İslamda Çocuk Eğitimi

"Ey Rabbim! Beni ve soyumdan gelecekleri, namazı devamlı kılanlardan eyle. Ey Rabbimiz! Duâmı kabûl et!"
11/03/2009


Çocuk, Allah Teâlâ'nın büyük bir nimeti ve ihsânıdır. Her çocuk bir çiçektir. Çocuk masumdur, günahsızdır. Çocuk bir süs, bir zinettir. Çocuk bir hazine bir güzelliktir. Şâirin diliyle: 



            "Kim demiş ki çocuk küçük bir şeydir, 



Belki de çocuk en büyük şeydir"(1) 



       Kur'an-ı Kerim'e baktığımız zaman görürüz ki; birçok Peygamber, Allah'tan çocuk nimetine sahip olabilmeyi istemiştir.



Meselâ Hz. Zekeriyya (a.s.) Allah Teâla'ya şöyle niyâz etmiştir: 



وَاِنِّى خِفْتُ الْمَوَالِىَ مِنْ وَرَآئِى وَكَانَتِ امْرَاَتِى عَاقِرًا فَهَبْ لِى مِنْ لَدُنْكَ وَلِيًّا



"(Rabbim!) Doğrusu ben, arkamdan işbaşına geçecek olan yakınlarımdan endişe ediyorum. Karımda kısırdır. Tarafından bir veli (oğul) ver."(2) 



هُنَالِكَ دَعَا زَكَرِيَّا رَبَّهُ قَالَ رَبِّ هَبْ لِى مِنْ لَدُنْكَ ذُرِّيَّةً طَيِّبَةً اِنَّكَ سَمِيعُ الدُّعَآءِ



"Orada zekeriyya, Rabbine duâ etti: "Rabbim! Bana tarafından hayırlı bir nesil bağışla. Şüphesiz sen duâyı hakkıyla işitensin, dedi."(3) 



           "Hz. İbrahim Halilullah (a.s.)'da Allah'a şöyle yalvarmıştı: 



رَبِّ هَبْ لِى مِنَ الصَّالِحِينَ



"Rabbim!
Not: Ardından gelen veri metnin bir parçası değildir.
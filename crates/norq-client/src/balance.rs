// Node selection for publishes: health-aware round robin with a
// single-node fast path.
use std::time::{Duration, Instant};

use crate::conn::PubConnection;
use crate::error::{Error, Result};
use crate::host::HostAndPort;

/// Publisher-side record of one broker node.
pub(crate) struct NsqdInstance {
    addr: HostAndPort,
    connection: Option<PubConnection>,
    last_failure: Option<Instant>,
    failures: u32,
}

impl NsqdInstance {
    fn new(addr: HostAndPort) -> Self {
        Self {
            addr,
            connection: None,
            last_failure: None,
            failures: 0,
        }
    }

    fn healthy(&self, failure_backoff: Duration) -> bool {
        self.last_failure
            .map_or(true, |at| at.elapsed() >= failure_backoff)
    }
}

pub(crate) enum BalanceStrategy {
    SingleNode {
        node: NsqdInstance,
    },
    RoundRobin {
        nodes: Vec<NsqdInstance>,
        next: usize,
    },
}

impl BalanceStrategy {
    pub(crate) fn new(addrs: Vec<HostAndPort>) -> Self {
        let mut nodes: Vec<NsqdInstance> = addrs.into_iter().map(NsqdInstance::new).collect();
        if nodes.len() == 1 {
            Self::SingleNode {
                node: nodes.pop().expect("one node"),
            }
        } else {
            Self::RoundRobin { nodes, next: 0 }
        }
    }

    fn nodes(&self) -> &[NsqdInstance] {
        match self {
            Self::SingleNode { node } => std::slice::from_ref(node),
            Self::RoundRobin { nodes, .. } => nodes,
        }
    }

    fn nodes_mut(&mut self) -> &mut [NsqdInstance] {
        match self {
            Self::SingleNode { node } => std::slice::from_mut(node),
            Self::RoundRobin { nodes, .. } => nodes,
        }
    }

    /// Pick a node for the next publish. `Ok(None)` means every candidate
    /// is excluded (there is no *different* node to retry on);
    /// `NoNodesAvailable` means nothing is configured at all.
    ///
    /// Selection prefers healthy nodes in ring order. When every node is
    /// inside its failure backoff, the least-recently-failed one is
    /// returned anyway; the publish attempt itself re-marks failure.
    pub(crate) fn pick(
        &mut self,
        exclude: Option<&HostAndPort>,
        failure_backoff: Duration,
    ) -> Result<Option<HostAndPort>> {
        if self.nodes().is_empty() {
            return Err(Error::NoNodesAvailable);
        }
        match self {
            Self::SingleNode { node } => {
                if exclude == Some(&node.addr) {
                    Ok(None)
                } else {
                    Ok(Some(node.addr.clone()))
                }
            }
            Self::RoundRobin { nodes, next } => {
                let len = nodes.len();
                for offset in 0..len {
                    let index = (*next + offset) % len;
                    let node = &nodes[index];
                    if exclude == Some(&node.addr) {
                        continue;
                    }
                    if node.healthy(failure_backoff) {
                        *next = (index + 1) % len;
                        return Ok(Some(node.addr.clone()));
                    }
                }
                // All candidates are unhealthy; fall back to the one whose
                // failure is oldest.
                let fallback = nodes
                    .iter()
                    .filter(|node| exclude != Some(&node.addr))
                    .min_by_key(|node| node.last_failure)
                    .map(|node| node.addr.clone());
                if let Some(addr) = &fallback {
                    tracing::warn!(
                        node = %addr,
                        "all broker nodes unhealthy, using least-recently-failed"
                    );
                }
                Ok(fallback)
            }
        }
    }

    pub(crate) fn existing_connection(&self, addr: &HostAndPort) -> Option<PubConnection> {
        self.nodes()
            .iter()
            .find(|node| &node.addr == addr)
            .and_then(|node| node.connection.clone())
    }

    pub(crate) fn install_connection(&mut self, addr: &HostAndPort, connection: PubConnection) {
        if let Some(node) = self.nodes_mut().iter_mut().find(|node| &node.addr == addr) {
            node.connection = Some(connection);
        }
    }

    /// Record a failure on `addr`. Marks within `window` of a previous
    /// one collapse; returns whether this one was applied.
    pub(crate) fn mark_failure(&mut self, addr: &HostAndPort, window: Duration) -> bool {
        let Some(node) = self.nodes_mut().iter_mut().find(|node| &node.addr == addr) else {
            return false;
        };
        if node.last_failure.is_some_and(|at| at.elapsed() < window) {
            return false;
        }
        node.last_failure = Some(Instant::now());
        node.failures += 1;
        true
    }

    /// Discard the node's connection so the next selection reconnects.
    pub(crate) fn drop_connection(&mut self, addr: &HostAndPort) {
        let Some(node) = self.nodes_mut().iter_mut().find(|node| &node.addr == addr) else {
            return;
        };
        if let Some(connection) = node.connection.take() {
            tokio::spawn(async move { connection.close().await });
        }
    }

    pub(crate) async fn close_all(&mut self) {
        for node in self.nodes_mut() {
            if let Some(connection) = node.connection.take() {
                connection.close().await;
            }
        }
    }

    #[cfg(test)]
    pub(crate) fn failure_count(&self, addr: &HostAndPort) -> u32 {
        self.nodes()
            .iter()
            .find(|node| &node.addr == addr)
            .map_or(0, |node| node.failures)
    }

    #[cfg(test)]
    pub(crate) fn with_connections(entries: Vec<(HostAndPort, PubConnection)>) -> Self {
        let mut strategy = Self::new(entries.iter().map(|(addr, _)| addr.clone()).collect());
        for (addr, connection) in entries {
            strategy.install_connection(&addr, connection);
        }
        strategy
    }

    #[cfg(test)]
    pub(crate) fn set_last_failure(&mut self, addr: &HostAndPort, at: Instant) {
        if let Some(node) = self.nodes_mut().iter_mut().find(|node| &node.addr == addr) {
            node.last_failure = Some(at);
        }
    }
}

#[cfg(test)]
mod tests {
    use super::*;

    fn addr(port: u16) -> HostAndPort {
        HostAndPort::new("127.0.0.1", port)
    }

    fn backoff() -> Duration {
        Duration::from_secs(10)
    }

    #[test]
    fn empty_node_set_is_an_error() {
        let mut strategy = BalanceStrategy::new(Vec::new());
        let err = strategy.pick(None, backoff()).expect_err("no nodes");
        assert!(matches!(err, Error::NoNodesAvailable));
    }

    #[test]
    fn single_node_has_no_different_node_to_retry_on() {
        let mut strategy = BalanceStrategy::new(vec![addr(1)]);
        assert_eq!(strategy.pick(None, backoff()).expect("pick"), Some(addr(1)));
        assert_eq!(strategy.pick(Some(&addr(1)), backoff()).expect("pick"), None);
    }

    #[test]
    fn round_robin_cycles_healthy_nodes() {
        let mut strategy = BalanceStrategy::new(vec![addr(1), addr(2), addr(3)]);
        let picks: Vec<_> = (0..4)
            .map(|_| strategy.pick(None, backoff()).expect("pick").expect("node"))
            .collect();
        assert_eq!(picks, vec![addr(1), addr(2), addr(3), addr(1)]);
    }

    #[test]
    fn recently_failed_nodes_are_skipped() {
        let mut strategy = BalanceStrategy::new(vec![addr(1), addr(2)]);
        assert!(strategy.mark_failure(&addr(1), Duration::from_secs(5)));
        for _ in 0..3 {
            assert_eq!(
                strategy.pick(None, backoff()).expect("pick"),
                Some(addr(2))
            );
        }
    }

    #[test]
    fn all_unhealthy_returns_least_recently_failed() {
        let mut strategy = BalanceStrategy::new(vec![addr(1), addr(2)]);
        let now = Instant::now();
        strategy.set_last_failure(&addr(1), now - Duration::from_secs(8));
        strategy.set_last_failure(&addr(2), now - Duration::from_secs(2));
        assert_eq!(strategy.pick(None, backoff()).expect("pick"), Some(addr(1)));
    }

    #[test]
    fn exclusion_applies_to_the_unhealthy_fallback_too() {
        let mut strategy = BalanceStrategy::new(vec![addr(1), addr(2)]);
        let now = Instant::now();
        strategy.set_last_failure(&addr(1), now - Duration::from_secs(8));
        strategy.set_last_failure(&addr(2), now - Duration::from_secs(2));
        assert_eq!(
            strategy.pick(Some(&addr(1)), backoff()).expect("pick"),
            Some(addr(2))
        );
    }

    #[tokio::test]
    async fn repeated_marks_inside_the_window_collapse() {
        let mut strategy = BalanceStrategy::new(vec![addr(1), addr(2)]);
        let window = Duration::from_secs(5);
        assert!(strategy.mark_failure(&addr(1), window));
        assert!(!strategy.mark_failure(&addr(1), window));
        assert_eq!(strategy.failure_count(&addr(1)), 1);
    }
}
Bana sâlihlerden olacak bir evlat ver, dedi."(4)



 فَبَشَّرْنَاهُ بِغُلاَمٍ حَلِيمٍ



"İşte o zaman biz O'nu (İbrahim'i) halîm (uslu) bir oğul (İsmail) ile müjdeledik."(5) 
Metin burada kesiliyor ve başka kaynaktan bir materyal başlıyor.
use sea_orm_migration::prelude::*;

#[derive(DeriveMigrationName)]
pub struct Migration;

#[async_trait::async_trait]
impl MigrationTrait for Migration {
    async fn up(&self, manager: &SchemaManager) -> Result<(), DbErr> {
        manager
            .create_table(
                Table::create()
                    .table(Alert::Table)
                    .if_not_exists()
                    .col(
                        ColumnDef::new(Alert::Id)
                            .integer()
                            .not_null()
                            .auto_increment()
                            .primary_key(),
                    )
                    .col(ColumnDef::new(Alert::ExternalId).uuid().not_null())
                    .col(
                        ColumnDef::new(Alert::CreatedAt)
                            .timestamp_with_time_zone()
                            .not_null(),
                    )
                    .col(
                        ColumnDef::new(Alert::UpdatedAt)
                            .timestamp_with_time_zone()
                            .not_null(),
                    )
                    .col(ColumnDef::new(Alert::Message).text().not_null())
                    .to_owned(),
            )
            .await?;

        manager
            .create_index(
                Index::create()
                    .name("idx_alert_external_id")
                    .table(Alert::Table)
                    .col(Alert::ExternalId)
                    .unique()
                    .to_owned(),
            )
            .await?;

        Ok(())
    }

    async fn down(&self, manager: &SchemaManager) -> Result<(), DbErr> {
        manager
            .drop_table(Table::drop().table(Alert::Table).to_owned())
            .await
    }
}

#[derive(DeriveIden)]
enum Alert {
    Table,
    Id,
    ExternalId,
    CreatedAt,
    UpdatedAt,
    Message,
}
Ayrıca İbrahim (a.s.)'de kendisine çocuk ihsân eden Allah'a şöyle duâ etmiştir:



 اَلْحَمْدُ لِلَّهِ الَّذِى وَهَبَ لِى عَلَى الْكِبَرِ اِسْمَعِيلَ وَاِسْحَقَ اِنَّ رَبِّى لَسَمِيعُ الدُّعَاءِ



"İhtiyar halimde bana İsmail'i ve İshak'ı lutfeden Allah'a hamdolsun! Şüphesiz Rabbim duâyı işitendir."(6) 
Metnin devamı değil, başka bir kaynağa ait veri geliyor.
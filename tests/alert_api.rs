use std::collections::HashMap;
use std::sync::atomic::{AtomicUsize, Ordering};
use std::sync::{Arc, Mutex};

use alert_service::api::{self, alert::AlertResponse, middleware::Accounts};
use alert_service::entities::alert;
use alert_service::sea_orm::DbErr;
use alert_service::{AlertError, AlertResult, AlertStore, ExternalId};
use async_trait::async_trait;
use base64::{engine::general_purpose::STANDARD, Engine};
use axum::{
    body::Body,
    http::{header, Method, Request, StatusCode},
    Router,
};
use chrono::{Duration, Utc};
use serde_json::{json, Value};
use tower::ServiceExt;

const USER: &str = "integrationUser";
const PASSWORD: &str = "integrationUserPassword";

/// In-memory double that counts every call it receives.
#[derive(Default)]
struct CountingStore {
    rows: Mutex<HashMap<ExternalId, alert::Model>>,
    next_id: AtomicUsize,
    calls: AtomicUsize,
    fail: bool,
}

impl CountingStore {
    fn failing() -> Self {
        Self {
            fail: true,
            ..Default::default()
        }
    }

    fn calls(&self) -> usize {
        self.calls.load(Ordering::SeqCst)
    }

    fn enter(&self) -> AlertResult<()> {
        self.calls.fetch_add(1, Ordering::SeqCst);
        if self.fail {
            return Err(AlertError::Store(DbErr::Custom("connection lost".to_string())));
        }
        Ok(())
    }

    fn seed(&self, message: &str) -> alert::Model {
        let now = Utc::now() - Duration::seconds(5);
        let model = alert::Model {
            id: self.next_id.fetch_add(1, Ordering::SeqCst) as i32 + 1,
            external_id: ExternalId::generate().as_uuid(),
            created_at: now,
            updated_at: now,
            message: message.to_string(),
        };
        self.rows
            .lock()
            .unwrap()
            .insert(ExternalId::from(model.external_id), model.clone());
        model
    }
}

#[async_trait]
impl AlertStore for CountingStore {
    async fn create(&self, message: String) -> AlertResult<alert::Model> {
        self.enter()?;
        Ok(self.seed(&message))
    }

    async fn get_by_external_id(&self, id: ExternalId) -> AlertResult<alert::Model> {
        self.enter()?;
        self.rows
            .lock()
            .unwrap()
            .get(&id)
            .cloned()
            .ok_or(AlertError::NotFound)
    }

    async fn update_by_external_id(
        &self,
        id: ExternalId,
        message: String,
    ) -> AlertResult<alert::Model> {
        self.enter()?;
        let mut rows = self.rows.lock().unwrap();
        let row = rows.get_mut(&id).ok_or(AlertError::NotFound)?;
        row.message = message;
        row.updated_at = Utc::now();
        Ok(row.clone())
    }

    async fn delete_by_external_id(&self, id: ExternalId) -> AlertResult<()> {
        self.enter()?;
        self.rows
            .lock()
            .unwrap()
            .remove(&id)
            .map(|_| ())
            .ok_or(AlertError::NotFound)
    }

    async fn count(&self) -> AlertResult<u64> {
        self.enter()?;
        Ok(self.rows.lock().unwrap().len() as u64)
    }
}

fn test_router(store: Arc<CountingStore>) -> Router {
    let accounts = Accounts::new(HashMap::from([(USER.to_string(), PASSWORD.to_string())]));
    api::router(store, accounts)
}

fn basic_auth(user: &str, password: &str) -> String {
    format!("Basic {}", STANDARD.encode(format!("{user}:{password}")))
}

fn request(method: Method, uri: &str, body: Option<Value>, auth: bool) -> Request<Body> {
    let mut builder = Request::builder().method(method).uri(uri);
    if auth {
        builder = builder.header(header::AUTHORIZATION, basic_auth(USER, PASSWORD));
    }
    match body {
        Some(body) => builder
            .header(header::CONTENT_TYPE, "application/json")
            .body(Body::from(body.to_string()))
            .unwrap(),
        None => builder.body(Body::empty()).unwrap(),
    }
}

async fn send(router: Router, req: Request<Body>) -> (StatusCode, Value) {
    let response = router.oneshot(req).await.unwrap();
    let status = response.status();
    let bytes = axum::body::to_bytes(response.into_body(), usize::MAX)
        .await
        .unwrap();
    let body = if bytes.is_empty() {
        Value::Null
    } else {
        serde_json::from_slice(&bytes).unwrap()
    };
    (status, body)
}

#[tokio::test]
async fn health_check_is_public() {
    let store = Arc::new(CountingStore::default());
    let (status, body) = send(
        test_router(store.clone()),
        request(Method::GET, "/healthz", None, false),
    )
    .await;

    assert_eq!(status, StatusCode::OK);
    assert_eq!(body, json!({ "status": "ok" }));
    assert_eq!(store.calls(), 0);
}

#[tokio::test]
async fn create_alert_with_valid_body() {
    let store = Arc::new(CountingStore::default());
    let (status, body) = send(
        test_router(store.clone()),
        request(
            Method::POST,
            "/alert",
            Some(json!({ "message": "Hello there" })),
            true,
        ),
    )
    .await;

    assert_eq!(status, StatusCode::CREATED);
    assert_eq!(store.calls(), 1);
    assert_eq!(body["message"], "Hello there");
    assert!(body.get("externalId").is_some());
    assert!(body.get("id").is_none());
    assert_eq!(body["createdAt"], body["updatedAt"]);

    let parsed: AlertResponse = serde_json::from_value(body).unwrap();
    assert!(store
        .rows
        .lock()
        .unwrap()
        .contains_key(&parsed.external_id));
}

#[tokio::test]
async fn create_alert_with_missing_message_is_rejected() {
    let store = Arc::new(CountingStore::default());

    for body in [json!({ "message": null }), json!({}), json!({ "message": "" })] {
        let (status, body) = send(
            test_router(store.clone()),
            request(Method::POST, "/alert", Some(body), true),
        )
        .await;
        assert_eq!(status, StatusCode::BAD_REQUEST);
        assert_eq!(
            body,
            json!({ "errors": [{ "field": "message", "message": "this field is required" }] })
        );
    }
    assert_eq!(store.calls(), 0);
}

#[tokio::test]
async fn create_alert_with_malformed_json_is_rejected() {
    let store = Arc::new(CountingStore::default());
    let req = Request::builder()
        .method(Method::POST)
        .uri("/alert")
        .header(header::AUTHORIZATION, basic_auth(USER, PASSWORD))
        .header(header::CONTENT_TYPE, "application/json")
        .body(Body::from("{\"message\": 42"))
        .unwrap();

    let (status, body) = send(test_router(store.clone()), req).await;

    assert_eq!(status, StatusCode::BAD_REQUEST);
    assert!(body["errors"]["body"].is_string());
    assert_eq!(store.calls(), 0);
}

#[tokio::test]
async fn create_alert_with_wrongly_typed_message_is_rejected() {
    let store = Arc::new(CountingStore::default());

    for body in [json!({ "message": 5 }), json!({ "message": ["Hello there"] })] {
        let (status, body) = send(
            test_router(store.clone()),
            request(Method::POST, "/alert", Some(body), true),
        )
        .await;
        assert_eq!(status, StatusCode::BAD_REQUEST);
        assert_eq!(
            body,
            json!({ "errors": [{ "field": "message", "message": "invalid type for field" }] })
        );
    }
    assert_eq!(store.calls(), 0);
}

#[tokio::test]
async fn create_alert_with_whitespace_message_is_accepted() {
    let store = Arc::new(CountingStore::default());
    let (status, body) = send(
        test_router(store.clone()),
        request(Method::POST, "/alert", Some(json!({ "message": "   " })), true),
    )
    .await;

    assert_eq!(status, StatusCode::CREATED);
    assert_eq!(body["message"], "   ");
    assert_eq!(store.calls(), 1);
}

#[tokio::test]
async fn writes_require_credentials() {
    let store = Arc::new(CountingStore::default());
    let existing = store.seed("Hello there");
    let uri = format!("/alert/{}", existing.external_id);

    let cases = [
        request(Method::POST, "/alert", Some(json!({ "message": "x" })), false),
        request(Method::PUT, &uri, Some(json!({ "message": "x" })), false),
        request(Method::DELETE, &uri, None, false),
    ];
    for req in cases {
        let response = test_router(store.clone()).oneshot(req).await.unwrap();
        assert_eq!(response.status(), StatusCode::UNAUTHORIZED);
        assert_eq!(
            response.headers().get(header::WWW_AUTHENTICATE).unwrap(),
            "Basic realm=\"alert-service\""
        );
    }

    let mut req = request(Method::DELETE, &uri, None, false);
    req.headers_mut().insert(
        header::AUTHORIZATION,
        basic_auth(USER, "wrong").parse().unwrap(),
    );
    let (status, _) = send(test_router(store.clone()), req).await;
    assert_eq!(status, StatusCode::UNAUTHORIZED);

    assert_eq!(store.calls(), 0);
}

#[tokio::test]
async fn get_existing_alert_without_credentials() {
    let store = Arc::new(CountingStore::default());
    let existing = store.seed("Hello there");

    let (status, body) = send(
        test_router(store.clone()),
        request(
            Method::GET,
            &format!("/alert/{}", existing.external_id),
            None,
            false,
        ),
    )
    .await;

    assert_eq!(status, StatusCode::OK);
    let parsed: AlertResponse = serde_json::from_value(body).unwrap();
    assert_eq!(parsed, AlertResponse::from(existing));
    assert_eq!(store.calls(), 1);
}

#[tokio::test]
async fn get_non_existing_alert_is_not_found() {
    let store = Arc::new(CountingStore::default());
    let (status, body) = send(
        test_router(store.clone()),
        request(
            Method::GET,
            "/alert/f47ac10b-58cc-0372-8567-0e02b2c3d479",
            None,
            true,
        ),
    )
    .await;

    assert_eq!(status, StatusCode::NOT_FOUND);
    assert_eq!(body, json!({ "errors": { "message": "alert not found" } }));
    assert_eq!(store.calls(), 1);
}

#[tokio::test]
async fn invalid_identifier_never_reaches_the_store() {
    let store = Arc::new(CountingStore::default());

    let cases = [
        request(Method::GET, "/alert/invalidUUID", None, true),
        request(Method::GET, "/alert/not-a-uuid", None, true),
        request(
            Method::PUT,
            "/alert/invalidUUID",
            Some(json!({ "message": "Hello there" })),
            true,
        ),
        request(Method::DELETE, "/alert/invalidUUID", None, true),
        request(
            Method::GET,
            "/alert/f47ac10b58cc037285670e02b2c3d479",
            None,
            true,
        ),
    ];
    for req in cases {
        let (status, body) = send(test_router(store.clone()), req).await;
        assert_eq!(status, StatusCode::BAD_REQUEST);
        assert_eq!(
            body,
            json!({ "errors": { "message": "invalid identifier format" } })
        );
    }
    assert_eq!(store.calls(), 0);
}

#[tokio::test]
async fn update_existing_alert() {
    let store = Arc::new(CountingStore::default());
    let existing = store.seed("Hello there");

    let (status, body) = send(
        test_router(store.clone()),
        request(
            Method::PUT,
            &format!("/alert/{}", existing.external_id),
            Some(json!({ "message": "Steven why are you like this" })),
            true,
        ),
    )
    .await;

    assert_eq!(status, StatusCode::OK);
    let parsed: AlertResponse = serde_json::from_value(body).unwrap();
    assert_eq!(parsed.external_id, ExternalId::from(existing.external_id));
    assert_eq!(parsed.message, "Steven why are you like this");
    assert_eq!(parsed.created_at, existing.created_at);
    assert!(parsed.updated_at > parsed.created_at);
    assert_eq!(store.calls(), 1);
}

#[tokio::test]
async fn update_non_existing_alert_is_not_found() {
    let store = Arc::new(CountingStore::default());
    let (status, body) = send(
        test_router(store.clone()),
        request(
            Method::PUT,
            "/alert/f47ac10b-58cc-0372-8567-0e02b2c3d479",
            Some(json!({ "message": "Hello there" })),
            true,
        ),
    )
    .await;

    assert_eq!(status, StatusCode::NOT_FOUND);
    assert_eq!(body, json!({ "errors": { "message": "alert not found" } }));
    assert_eq!(store.calls(), 1);
}

#[tokio::test]
async fn update_with_missing_message_skips_store() {
    let store = Arc::new(CountingStore::default());
    let existing = store.seed("Hello there");

    let (status, _) = send(
        test_router(store.clone()),
        request(
            Method::PUT,
            &format!("/alert/{}", existing.external_id),
            Some(json!({ "message": null })),
            true,
        ),
    )
    .await;

    assert_eq!(status, StatusCode::BAD_REQUEST);
    assert_eq!(store.calls(), 0);
}

#[tokio::test]
async fn delete_twice_reports_not_found_the_second_time() {
    let store = Arc::new(CountingStore::default());
    let existing = store.seed("Hello there");
    let uri = format!("/alert/{}", existing.external_id);

    let (status, body) = send(
        test_router(store.clone()),
        request(Method::DELETE, &uri, None, true),
    )
    .await;
    assert_eq!(status, StatusCode::OK);
    let deleted: AlertResponse = serde_json::from_value(body).unwrap();
    assert_eq!(deleted, AlertResponse::from(existing));

    let (status, _) = send(
        test_router(store.clone()),
        request(Method::DELETE, &uri, None, true),
    )
    .await;
    assert_eq!(status, StatusCode::NOT_FOUND);

    let (status, _) = send(
        test_router(store.clone()),
        request(Method::GET, &uri, None, false),
    )
    .await;
    assert_eq!(status, StatusCode::NOT_FOUND);
    // Lookup + delete, then a failed lookup twice.
    assert_eq!(store.calls(), 4);
}

#[tokio::test]
async fn store_failures_are_internal_errors_without_details() {
    let store = Arc::new(CountingStore::failing());
    let (status, body) = send(
        test_router(store.clone()),
        request(
            Method::POST,
            "/alert",
            Some(json!({ "message": "Hello there" })),
            true,
        ),
    )
    .await;

    assert_eq!(status, StatusCode::INTERNAL_SERVER_ERROR);
    assert_eq!(body, json!({ "errors": { "message": "internal error" } }));
    assert_eq!(store.calls(), 1);
}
رَبِّ اجْعَلْنِى مُقِيمَ الصَّلَوةِ وَمِنْ ذُرِّيَّتِى رَبَّنَا وَتَقَبَّلْ دُعَاءِ



"Ey Rabbim! Beni ve soyumdan gelecekleri, namazı devamlı kılanlardan eyle. Ey Rabbimiz! Duâmı kabûl et!"(7) 



           Anne ve babaya çocuk nimeti sadece Allah Teâlâ tarafından verilebilir. Allah Teâlâ, Kur'an-ı Kerim'de şöyle buyurmuştur:



 ثُمَّ رَدَدْنَا لَكُمُ الْكَرَّةَ عَلَيْهِمْ وَاَمْدَدْنَاكُمْ بِاَمْوَالٍ وَبَنِينَ وَجَعَلْنَاكُمْ اَكْثَرَ نَفِيرًا



"...Servet ve oğullarla gücünüzü arttırdık; sayınızı daha da çoğalttık."(8)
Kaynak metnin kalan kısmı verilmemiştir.